I am grateful for the different generations that mesh together with their vastly different experiences of the world and their resulting value structures. I’m grateful for all the pieces of the puzzle that they bring that allow us to embrace both where we’ve come from and where we’re going. I’m grateful for those around me who will allow and indulge my questioning as well as question me so that I can examine a bigger picture.
“I know there is strength in the differences between us. I know there is comfort, where we overlap.”– Ani DiFranco
This is the core premise that teams are built on. Any team – our home team, our work team, our human team. Our differences are what give us strength – the key is to appreciate them rather than fear them. Our comfort comes from finding where we overlap in our common practices and beliefs and, more than anything else, our common values and goals.
Our ability to pull together as a team comes from our agreement on these two aspects of that togetherness – the common values and beliefs that govern who we will be to each other as we journey together, and what our common goal is – the destination we’d like to arrive at together. Once these common denominators are decided on, we may go back to taking full advantage of our diversity and the different ways of thinking that make us powerful team members; regularly circling back over what connects us.

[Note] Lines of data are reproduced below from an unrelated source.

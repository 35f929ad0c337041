// SPDX-FileCopyrightText: 2026 Folio Contributors
// SPDX-License-Identifier: MIT OR Apache-2.0

//! HTTP request handlers for the mail relay.
//!
//! Handles POST /contact and GET /health.

use axum::{Json, extract::State, http::StatusCode, response::IntoResponse};
use serde::{Deserialize, Serialize};
use tracing::{info, warn};

use crate::mailer::OutboundMail;
use crate::server::RelayState;

/// Request body for POST /contact.
#[derive(Debug, Deserialize)]
pub struct ContactRequest {
    pub name: String,
    pub email: String,
    #[serde(default)]
    pub subject: String,
    pub message: String,
}

/// Response body for POST /contact and error responses.
#[derive(Debug, Serialize)]
pub struct ContactResponse {
    pub message: String,
}

/// Response body for GET /health.
#[derive(Debug, Serialize)]
pub struct HealthResponse {
    pub status: String,
    pub version: String,
}

/// POST /contact
///
/// Validates the submission, forwards it as an outbound email with the
/// submitter's address as reply-to, and reports success or failure.
pub async fn post_contact(
    State(state): State<RelayState>,
    Json(body): Json<ContactRequest>,
) -> impl IntoResponse {
    if let Err(reason) = validate(&body) {
        warn!(reason, "rejected contact submission");
        return (
            StatusCode::BAD_REQUEST,
            Json(ContactResponse {
                message: reason.to_string(),
            }),
        );
    }

    let mail = OutboundMail {
        from_name: body.name.trim().to_string(),
        reply_to: body.email.trim().to_string(),
        subject: format!("New contact form submission: {}", body.subject.trim()),
        body: format!(
            "Name: {}\nEmail: {}\nSubject: {}\n\nMessage:\n{}\n",
            body.name.trim(),
            body.email.trim(),
            body.subject.trim(),
            body.message.trim(),
        ),
    };

    match state.mailer.send(mail).await {
        Ok(()) => {
            info!("contact submission forwarded");
            (
                StatusCode::OK,
                Json(ContactResponse {
                    message: "Email sent successfully!".to_string(),
                }),
            )
        }
        Err(e) => {
            warn!(error = %e, "failed to forward contact submission");
            (
                StatusCode::INTERNAL_SERVER_ERROR,
                Json(ContactResponse {
                    message: "Failed to send email.".to_string(),
                }),
            )
        }
    }
}

/// GET /health
pub async fn get_health() -> impl IntoResponse {
    Json(HealthResponse {
        status: "ok".to_string(),
        version: env!("CARGO_PKG_VERSION").to_string(),
    })
}

/// Rejects blank required fields and obviously malformed addresses.
fn validate(body: &ContactRequest) -> Result<(), &'static str> {
    if body.name.trim().is_empty() {
        return Err("name must not be empty");
    }
    if body.message.trim().is_empty() {
        return Err("message must not be empty");
    }
    let email = body.email.trim();
    if email.is_empty() || !email.contains('@') || email.starts_with('@') || email.ends_with('@') {
        return Err("email address is invalid");
    }
    Ok(())
}

#[cfg(test)]
mod tests {
    use super::*;

    fn request(name: &str, email: &str, message: &str) -> ContactRequest {
        ContactRequest {
            name: name.to_string(),
            email: email.to_string(),
            subject: "Hello".to_string(),
            message: message.to_string(),
        }
    }

    #[test]
    fn valid_submission_passes() {
        assert!(validate(&request("Ada", "ada@example.com", "hi there")).is_ok());
    }

    #[test]
    fn blank_name_rejected() {
        assert!(validate(&request("  ", "ada@example.com", "hi")).is_err());
    }

    #[test]
    fn blank_message_rejected() {
        assert!(validate(&request("Ada", "ada@example.com", "\t")).is_err());
    }

    #[test]
    fn malformed_email_rejected() {
        for bad in ["", "no-at-sign", "@leading", "trailing@"] {
            assert!(validate(&request("Ada", bad, "hi")).is_err(), "{bad:?}");
        }
    }
}
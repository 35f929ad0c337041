// SPDX-FileCopyrightText: 2026 Folio Contributors
// SPDX-License-Identifier: MIT OR Apache-2.0

//! Core library for the Folio portfolio assistant.
//!
//! This crate provides the shared error type, conversation message types,
//! and the [`GenerationEngine`] boundary trait implemented by concrete
//! engine backends and test doubles.

pub mod error;
pub mod traits;
pub mod types;

// Re-export key items at crate root for ergonomic imports.
pub use error::FolioError;
pub use traits::{DeltaStream, GenerationEngine};
pub use types::{
    ChatMessage, ChatRequest, EngineStatus, Message, MessageContent, Role, StreamDelta,
};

“Diversity: the art of thinking independently together.”– Malcolm Forbes
When was the last time you unpacked the diversity of your team – at home, at work? When was the last time you asked others how their outlook and opinion differs from yours so that you can see how their strengths may cover your weaknesses?
How can you allow the diversity within your team to feed your strategy and enlighten your way forward? How can you celebrate the various generational viewpoints, discuss their offerings and honour each one – encouraging appreciation and understanding of each? How can you invite the perspective of each person to light the ways you are not able to see as clearly alone? How can you protect each individual’s right to be everything they are made to be, safely and without prejudice? How can you cement and celebrate your team’s common beliefs and goals, at the same time as encouraging their unique contribution towards them?